Take a soccer ball and a long piece of string. No matter how you tie the string around the ball, it's pretty easy to slip the string off. Now try the same with a coffee mug. Some ways you tie the string around the mug it can still be slipped off easily, but not if it's tied through the handle. In fact you can pull and shove but unless you cut the string, it's not coming off. That's the basic difference in topology between the ball and the mug. Those aren't the only possibilities: with a pretzel there are lots of ways a string can be tied around and through it without slipping off. It's a property of shapes that doesn't have to do with their size. A ball, a bowl and a banana all have the same property that "strings-fall-off", while a mug, a bagel and a hula hoop can all be tied up.

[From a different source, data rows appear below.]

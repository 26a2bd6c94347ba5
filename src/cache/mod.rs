//! Cache Module
//!
//! Cache facade over a key-value store, with call counting and call
//! history recorded in the same store.

mod convert;
mod facade;
pub mod instrument;
pub mod replay;

#[cfg(test)]
mod property_tests;

// Re-export public types
pub use convert::{get_int, get_str};
pub use facade::{Cache, StoreValue, STORE_METHOD};
pub use instrument::{Counted, Method, MethodExt, Recorded};
pub use replay::{history, render_replay};
//! Integration Tests for the Cache
//!
//! Exercises the public cache API end to end against the in-memory store.

use std::sync::Arc;

use nosql_toolkit::cache::{get_int, get_str, render_replay, Method, MethodExt, STORE_METHOD};
use nosql_toolkit::{Cache, CallRecord, Error, KvStore, MemoryStore, Value};

// == Helper Functions ==

async fn create_test_cache() -> (Arc<MemoryStore>, Cache<MemoryStore>) {
    let store = Arc::new(MemoryStore::new());
    let cache = Cache::from_shared(store.clone()).await.unwrap();
    (store, cache)
}

// == Store / Get ==

#[tokio::test]
async fn test_roundtrip_every_value_kind() {
    let (_, cache) = create_test_cache().await;

    let values = vec![
        Value::from("text"),
        Value::from(b"\x00binary\xff".to_vec()),
        Value::from(-12i64),
        Value::from(0.25),
    ];

    for value in values {
        let key = cache.store(value.clone()).await.unwrap();
        assert_eq!(cache.get(&key).await.unwrap(), Some(value.to_bytes()));
    }
}

#[tokio::test]
async fn test_get_with_int_and_str() {
    let (_, cache) = create_test_cache().await;

    let numeric = cache.store("2048").await.unwrap();
    let text = cache.store("hello").await.unwrap();

    assert_eq!(cache.get_with(&numeric, get_int).await.unwrap(), Some(2048));
    assert_eq!(
        cache.get_with(&text, get_str).await.unwrap(),
        Some("hello".to_string())
    );
}

#[tokio::test]
async fn test_get_missing_key_is_not_an_error() {
    let (_, cache) = create_test_cache().await;

    assert_eq!(cache.get("does-not-exist").await.unwrap(), None);
    assert_eq!(cache.get_with("does-not-exist", get_str).await.unwrap(), None);
}

#[tokio::test]
async fn test_conversion_error_propagates() {
    let (_, cache) = create_test_cache().await;

    let key = cache.store(b"\xff\xfe".to_vec()).await.unwrap();

    assert!(matches!(
        cache.get_with(&key, get_str).await,
        Err(Error::Conversion(_))
    ));
}

// == Construction ==

#[tokio::test]
async fn test_new_cache_wipes_previous_counters_and_history() {
    let store = Arc::new(MemoryStore::new());

    let first = Cache::from_shared(store.clone()).await.unwrap();
    first.store("a").await.unwrap();
    first.store("b").await.unwrap();
    assert_eq!(first.call_count().await.unwrap(), 2);

    let second = Cache::from_shared(store.clone()).await.unwrap();
    assert_eq!(second.call_count().await.unwrap(), 0);
    assert!(second.history().await.unwrap().is_empty());
}

// == Counting and History ==

#[tokio::test]
async fn test_counter_tracks_store_calls() {
    let (store, cache) = create_test_cache().await;

    for n in 0..5 {
        cache.store(n).await.unwrap();
    }

    assert_eq!(cache.call_count().await.unwrap(), 5);
    assert_eq!(store.get(STORE_METHOD).await.unwrap(), Some(b"5".to_vec()));
}

#[tokio::test]
async fn test_history_lists_stay_parallel() {
    let (store, cache) = create_test_cache().await;

    let keys = vec![
        cache.store("first").await.unwrap(),
        cache.store("second").await.unwrap(),
        cache.store("third").await.unwrap(),
    ];

    let inputs = store.read_list("Cache.store:inputs").await.unwrap();
    let outputs = store.read_list("Cache.store:outputs").await.unwrap();
    assert_eq!(inputs.len(), 3);
    assert_eq!(outputs.len(), 3);

    let history = cache.history().await.unwrap();
    assert_eq!(
        history,
        vec![
            CallRecord::new("first", keys[0].clone()),
            CallRecord::new("second", keys[1].clone()),
            CallRecord::new("third", keys[2].clone()),
        ]
    );
}

#[tokio::test]
async fn test_replay_trace_matches_history() {
    let (_, cache) = create_test_cache().await;

    let foo = cache.store("foo").await.unwrap();
    let bar = cache.store("bar").await.unwrap();
    let number = cache.store(42).await.unwrap();

    let trace = render_replay(STORE_METHOD, &cache.history().await.unwrap());

    let expected = format!(
        "Cache.store was called 3 times:\n\
         Cache.store(foo) -> {}\n\
         Cache.store(bar) -> {}\n\
         Cache.store(42) -> {}",
        foo, bar, number
    );
    assert_eq!(trace, expected);
    assert!(cache.replay().await.is_ok());
}

#[tokio::test]
async fn test_history_records_stringified_arguments() {
    let (_, cache) = create_test_cache().await;

    let text = cache.store("foo").await.unwrap();
    let bytes = cache.store(b"bar".to_vec()).await.unwrap();
    let float = cache.store(1e20).await.unwrap();

    let inputs: Vec<String> = cache
        .history()
        .await
        .unwrap()
        .into_iter()
        .map(|record| record.input)
        .collect();
    assert_eq!(inputs, vec!["foo", "bar", "1e20"]);

    let trace = render_replay(STORE_METHOD, &cache.history().await.unwrap());
    assert!(trace.contains(&format!("Cache.store(foo) -> {}", text)));
    assert!(trace.contains(&format!("Cache.store(bar) -> {}", bytes)));
    assert!(trace.contains(&format!("Cache.store(1e20) -> {}", float)));
}

#[tokio::test]
async fn test_counter_survives_failed_history_append() {
    let (store, cache) = create_test_cache().await;

    // A plain string where the inputs list should be
    store.set("Cache.store:inputs", b"x".to_vec()).await.unwrap();

    let result = cache.store("foo").await;

    assert!(matches!(result, Err(Error::WrongType(_))));
    assert_eq!(cache.call_count().await.unwrap(), 1);
    assert!(store.read_list("Cache.store:outputs").await.unwrap().is_empty());
}

// == Instrumented Operations ==

/// Uppercases its input.
struct Shout;

#[async_trait::async_trait]
impl Method for Shout {
    type Input = String;
    type Output = String;

    fn qualified_name(&self) -> &str {
        "Text.shout"
    }

    async fn call(&self, input: String) -> nosql_toolkit::Result<String> {
        Ok(input.to_uppercase())
    }
}

#[tokio::test]
async fn test_wrappers_compose_over_any_method() {
    let store = Arc::new(MemoryStore::new());
    let shout = Shout.recorded(store.clone()).counted(store.clone());

    assert_eq!(shout.call("hey".to_string()).await.unwrap(), "HEY");
    assert_eq!(shout.call("ho".to_string()).await.unwrap(), "HO");

    assert_eq!(store.get("Text.shout").await.unwrap(), Some(b"2".to_vec()));

    let history = nosql_toolkit::cache::history(store.as_ref(), "Text.shout")
        .await
        .unwrap();
    assert_eq!(
        history,
        vec![CallRecord::new("hey", "HEY"), CallRecord::new("ho", "HO")]
    );
}
//! Key-Value Store Module
//!
//! The byte-oriented storage the cache, its counters and its call history
//! live in. Backends share one interface so the cache can run against a
//! real Redis server or an in-process fake.

mod memory;
mod redis;

use async_trait::async_trait;

use crate::error::Result;

// Re-export public types
pub use self::memory::MemoryStore;
pub use self::redis::RedisStore;

// == Store Trait ==
/// Minimal Redis-like command set used by the cache.
///
/// Missing keys behave like Redis: `get` yields `None`, counters start at
/// zero and lists start empty.
#[async_trait]
pub trait KvStore: Send + Sync {
    /// Reads the raw bytes stored under `key`.
    async fn get(&self, key: &str) -> Result<Option<Vec<u8>>>;

    /// Writes `value` under `key`, replacing whatever was there.
    async fn set(&self, key: &str, value: Vec<u8>) -> Result<()>;

    /// Atomically increments the integer under `key` by one.
    ///
    /// Returns the value after the increment.
    async fn incr(&self, key: &str) -> Result<i64>;

    /// Appends `value` to the list under `key`.
    ///
    /// Returns the length of the list after the append.
    async fn rpush(&self, key: &str, value: Vec<u8>) -> Result<usize>;

    /// Reads the whole list under `key`, oldest entry first.
    async fn read_list(&self, key: &str) -> Result<Vec<Vec<u8>>>;

    /// Deletes every key in the current database.
    async fn flush(&self) -> Result<()>;
}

That's not the only kind of topology. For example if you walk in a circle around the South Pole holding out a magnetic compass, the needle keeps changing direction and maps out its own circle. This is a vortex - it's a location where everything around it changes as you move. Not only can you have vortices, you can also have anti-vortices where the effect is opposite (think of water flushing down a drain in the northern or southern hemispheres, circling either clockwise or anti-clockwise). Another topological property you can make with a long rectangular strip of paper. Bend it so you can glue the short ends together to make a loop, but put in a twist like in the picture. You've just made a Mobius strip, a shape that has no inside or outside. Just imagine walking along the surface - you'll cross all of it! In fact there's a very big sculpture of a Mobius strip on campus in the Redwood Grove near the McCaffrey Center. Can't you undo the twist? No, not without cutting the paper. Where does the twist "belong"? It's not in any one place, it belongs to the entire object. This is a feature of topology - it's a global effect.

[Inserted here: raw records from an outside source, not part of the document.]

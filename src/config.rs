//! Configuration Module
//!
//! Handles loading connection settings from environment variables.

use std::env;

const DEFAULT_REDIS_URL: &str = "redis://127.0.0.1:6379/";
const DEFAULT_MONGO_URI: &str = "mongodb://127.0.0.1:27017";
const DEFAULT_MONGO_DATABASE: &str = "my_db";
const DEFAULT_MONGO_COLLECTION: &str = "school";

/// Connection settings for the two database clients.
///
/// All values can be configured via environment variables with local defaults.
#[derive(Debug, Clone)]
pub struct Config {
    /// Redis connection URL
    pub redis_url: String,
    /// MongoDB connection string
    pub mongo_uri: String,
    /// Database holding the document collection
    pub mongo_database: String,
    /// Document collection used by the helpers
    pub mongo_collection: String,
}

impl Config {
    /// Creates a new Config by loading values from environment variables.
    ///
    /// # Environment Variables
    /// - `REDIS_URL` - Redis URL (default: redis://127.0.0.1:6379/)
    /// - `MONGO_URI` - MongoDB connection string (default: mongodb://127.0.0.1:27017)
    /// - `MONGO_DATABASE` - Database name (default: my_db)
    /// - `MONGO_COLLECTION` - Collection name (default: school)
    pub fn from_env() -> Self {
        Self {
            redis_url: env_or("REDIS_URL", DEFAULT_REDIS_URL),
            mongo_uri: env_or("MONGO_URI", DEFAULT_MONGO_URI),
            mongo_database: env_or("MONGO_DATABASE", DEFAULT_MONGO_DATABASE),
            mongo_collection: env_or("MONGO_COLLECTION", DEFAULT_MONGO_COLLECTION),
        }
    }
}

/// Reads a non-empty environment variable or falls back to `default`.
fn env_or(name: &str, default: &str) -> String {
    env::var(name)
        .ok()
        .filter(|v| !v.trim().is_empty())
        .unwrap_or_else(|| default.to_string())
}

impl Default for Config {
    fn default() -> Self {
        Self {
            redis_url: DEFAULT_REDIS_URL.to_string(),
            mongo_uri: DEFAULT_MONGO_URI.to_string(),
            mongo_database: DEFAULT_MONGO_DATABASE.to_string(),
            mongo_collection: DEFAULT_MONGO_COLLECTION.to_string(),
        }
    }
}
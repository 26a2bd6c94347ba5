//! Replay Module
//!
//! Reads a method's call history back from the store and prints it.

use tracing::warn;

use crate::cache::instrument::{inputs_key, outputs_key};
use crate::error::Result;
use crate::models::CallRecord;
use crate::store::KvStore;

// == History ==
/// Pairs the recorded inputs and outputs of `method_name` positionally.
///
/// If the two lists have different lengths (a recorded call failed, or a
/// crash hit between the two appends) only the complete pairs are returned.
pub async fn history<S>(store: &S, method_name: &str) -> Result<Vec<CallRecord>>
where
    S: KvStore + ?Sized,
{
    let inputs = store.read_list(&inputs_key(method_name)).await?;
    let outputs = store.read_list(&outputs_key(method_name)).await?;

    if inputs.len() != outputs.len() {
        warn!(
            method = method_name,
            inputs = inputs.len(),
            outputs = outputs.len(),
            "call history lists differ in length"
        );
    }

    Ok(inputs
        .iter()
        .zip(outputs.iter())
        .map(|(input, output)| {
            CallRecord::new(
                String::from_utf8_lossy(input),
                String::from_utf8_lossy(output),
            )
        })
        .collect())
}

// == Render ==
/// Formats a call trace: a header with the call count, then one line per call.
pub fn render_replay(method_name: &str, records: &[CallRecord]) -> String {
    let mut lines = Vec::with_capacity(records.len() + 1);
    lines.push(format!(
        "{} was called {} times:",
        method_name,
        records.len()
    ));
    lines.extend(
        records
            .iter()
            .map(|record| format!("{}({}) -> {}", method_name, record.input, record.output)),
    );
    lines.join("\n")
}

// == Replay ==
/// Prints the call history of `method_name` to stdout.
pub async fn replay<S>(store: &S, method_name: &str) -> Result<()>
where
    S: KvStore + ?Sized,
{
    let records = history(store, method_name).await?;
    println!("{}", render_replay(method_name, &records));
    Ok(())
}
//! Data models shared by the cache and the replay utility
//!
//! This module defines the values accepted by the cache and the call
//! records read back from the history lists.

pub mod record;
pub mod value;

// Re-export commonly used types
pub use record::CallRecord;
pub use value::Value;
//! Call record model
//!
//! One entry of a method's call history.

use serde::{Deserialize, Serialize};

/// A recorded call: the rendered input and the rendered output.
///
/// Records are rebuilt by pairing the `:inputs` and `:outputs` lists of a
/// method positionally.
#[derive(Debug, Clone, PartialEq, Eq, Serialize, Deserialize)]
pub struct CallRecord {
    /// Rendered first argument of the call
    pub input: String,
    /// Rendered return value of the call
    pub output: String,
}

impl CallRecord {
    /// Creates a new CallRecord
    pub fn new(input: impl Into<String>, output: impl Into<String>) -> Self {
        Self {
            input: input.into(),
            output: output.into(),
        }
    }
}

What's the connection to phase transitions? Usually you can spot a phase transition by looking at something where you are, say the density of a material. When water boils, the density changes very quickly, and that happens everywhere in the water. So wherever you look, you'll notice a dramatic jump. The prize winners showed that you can have phase transitions where the effect is global because it's caused by pairs of vortices and anti-vortices locking together or falling apart. Only by examining the whole object can you detect the change, since it's related to topology - if you look in just one location, you don't see anything special happening. They showed this for two-dimensional materials, which seems very mathematical and theoretical since the world we live in has three spatial dimensions. How is this connected to physics? With modern technology you can build materials which are practically two-dimensional, where the third spatial dimension might only be a few atoms in size. Now the mathematical results about topology become relevant. In fact topology can make materials more sturdy and robust - a small defect in one place is not going to change the global topology. Storing electronic information gets easier if you don't have to worry about small glitches in the material. Instead of being just mathematics it has real physical benefits!

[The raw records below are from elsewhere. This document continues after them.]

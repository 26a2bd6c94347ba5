//! Instrumentation Module
//!
//! Call counting and call history as wrapper objects. An operation is a
//! [`Method`]; [`Counted`] and [`Recorded`] are methods too, so they nest
//! around any operation without touching it.

use std::fmt;
use std::sync::Arc;

use async_trait::async_trait;
use tracing::debug;

use crate::error::Result;
use crate::store::KvStore;

// == Key Names ==
/// Key of the list holding a method's rendered inputs.
pub fn inputs_key(method_name: &str) -> String {
    format!("{}:inputs", method_name)
}

/// Key of the list holding a method's rendered outputs.
pub fn outputs_key(method_name: &str) -> String {
    format!("{}:outputs", method_name)
}

// == Method Trait ==
/// A named operation taking one argument.
///
/// The qualified name identifies the operation in the store: it is the
/// counter key and the prefix of the history list keys.
#[async_trait]
pub trait Method: Send + Sync {
    /// Argument type
    type Input: Send + 'static;
    /// Return type
    type Output: Send + 'static;

    /// Name used for the operation's storage keys.
    fn qualified_name(&self) -> &str;

    /// Runs the operation.
    async fn call(&self, input: Self::Input) -> Result<Self::Output>;
}

/// Composition helpers for any [`Method`].
pub trait MethodExt: Method + Sized {
    /// Counts every call under the method's qualified name.
    fn counted<S: KvStore>(self, store: Arc<S>) -> Counted<S, Self> {
        Counted::new(store, self)
    }

    /// Records every call's input and output.
    fn recorded<S: KvStore>(self, store: Arc<S>) -> Recorded<S, Self> {
        Recorded::new(store, self)
    }
}

impl<M: Method> MethodExt for M {}

// == Counted ==
/// Increments a counter keyed by the method's name, then delegates.
///
/// The increment happens before the inner call, so failed calls are
/// counted too.
pub struct Counted<S, M> {
    store: Arc<S>,
    inner: M,
}

impl<S: KvStore, M: Method> Counted<S, M> {
    /// Wraps `inner`, counting into `store`.
    pub fn new(store: Arc<S>, inner: M) -> Self {
        Self { store, inner }
    }

    /// Returns the wrapped method.
    pub fn inner(&self) -> &M {
        &self.inner
    }
}

#[async_trait]
impl<S: KvStore, M: Method> Method for Counted<S, M> {
    type Input = M::Input;
    type Output = M::Output;

    fn qualified_name(&self) -> &str {
        self.inner.qualified_name()
    }

    async fn call(&self, input: Self::Input) -> Result<Self::Output> {
        let name = self.inner.qualified_name();
        let count = self.store.incr(name).await?;
        debug!(method = name, count = count, "call counted");
        self.inner.call(input).await
    }
}

// == Recorded ==
/// Appends each call's input and output to the method's history lists.
///
/// The input is pushed before the inner call and the output after it, as
/// two separate commands. When the inner call fails no output is pushed
/// and the lists drift apart by one.
pub struct Recorded<S, M> {
    store: Arc<S>,
    inner: M,
}

impl<S: KvStore, M: Method> Recorded<S, M> {
    /// Wraps `inner`, recording into `store`.
    pub fn new(store: Arc<S>, inner: M) -> Self {
        Self { store, inner }
    }

    /// Returns the wrapped method.
    pub fn inner(&self) -> &M {
        &self.inner
    }
}

#[async_trait]
impl<S, M> Method for Recorded<S, M>
where
    S: KvStore,
    M: Method,
    M::Input: fmt::Display,
    M::Output: fmt::Display,
{
    type Input = M::Input;
    type Output = M::Output;

    fn qualified_name(&self) -> &str {
        self.inner.qualified_name()
    }

    async fn call(&self, input: Self::Input) -> Result<Self::Output> {
        let name = self.inner.qualified_name();

        let rendered = input.to_string();
        self.store.rpush(&inputs_key(name), rendered.into_bytes()).await?;

        let output = self.inner.call(input).await?;

        self.store
            .rpush(&outputs_key(name), output.to_string().into_bytes())
            .await?;
        debug!(method = name, "call recorded");
        Ok(output)
    }
}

The work that was recognized by the award was done in the 1970s and 1980s, and back then might have been viewed as just a theoretical curiosity. The amazing thing is that decades later it could help create new kinds of technology, like topological insulators. Like all good research, you can never know where it's going to lead. The ideas are also very general: there's a lot of overlap between material physics (like superconductors) and particle physics (like quarks) where topology also plays a big role. In fact Prof Hetrick's PhD thesis was on topology in two-dimensional systems (ask him about the homotopy class of the Lie group U(1) on the manifold S1 for example). Some of us in the physics department were pretty sure the prize would go to the gravitational waves discovery by LIGO, but there are many amazing discoveries in physics deserving of the honor.